From: https://www.washingtonpost.com/news/parenting/wp/2015/03/27/what-were-reading-the-iridescence-of-birds-a-book-about-henri-matisse/
“The book is beautiful to behold, and there is a tender message under the story. As Matisse’s mother allows him to mix her paints and arrange the fruit and flowers she had brought from the market, an undercurrent of inspiration becomes clear — that what our children experience on a day-to-day basis can become, some day, the very thing they draw upon to create beauty as adults. This book is more than an introduction to art history for children, it is an important reminder that childhood, however fleeting, can inspire greatness.”
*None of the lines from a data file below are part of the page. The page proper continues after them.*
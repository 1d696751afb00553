//! Well Configuration Module
//!
//! Formation parameters and zone cut-offs loaded from TOML, so an analyst can
//! tune a run per well without recompiling.
//!
//! ## Loading Order
//!
//! 1. `WELL_LOG_CONFIG` environment variable (path to TOML file)
//! 2. `well_log.toml` in the current working directory
//! 3. Built-in defaults (`config::defaults`)
//!
//! ## Usage
//!
//! The config is an ordinary value handed to whoever needs it; there is no
//! global instance.
//!
//! ```ignore
//! let config = WellConfig::load();
//! petrophysics::estimate_porosity(&mut dataset, &config.density)?;
//! ```

mod well_config;
pub mod defaults;
pub mod validation;

pub use well_config::*;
It reminds us that as parents, we are literally shaping up the way our child sees the world everyday. What we allow and do not allow have a definite impact on our child’s self-esteem and capacity to grow. So we should keep our actions in check because this little life is not waiting for a specific moment, it is building itself day by day, second by second.
Pictures taken from: https://www.hadleyhooper.com/
From the book’s back cover:
“My Mother loved everything I did” Henri Matisse
Why do painters paint the way they do? Do they paint the way they see or what they remember? The great painter Henri Matisse’s story may have some answers.
Henri Matisse was born in December 1869 in a far northern gray small town in France. There was little sun and natural light, but Henri grew up with color and painted places that his mother brought into the leaky cottage. She put colorful red rugs on the broken dirt floors ones and on the walls. His father gave him pigeons pieces, and Henri watched their colors change as they moved.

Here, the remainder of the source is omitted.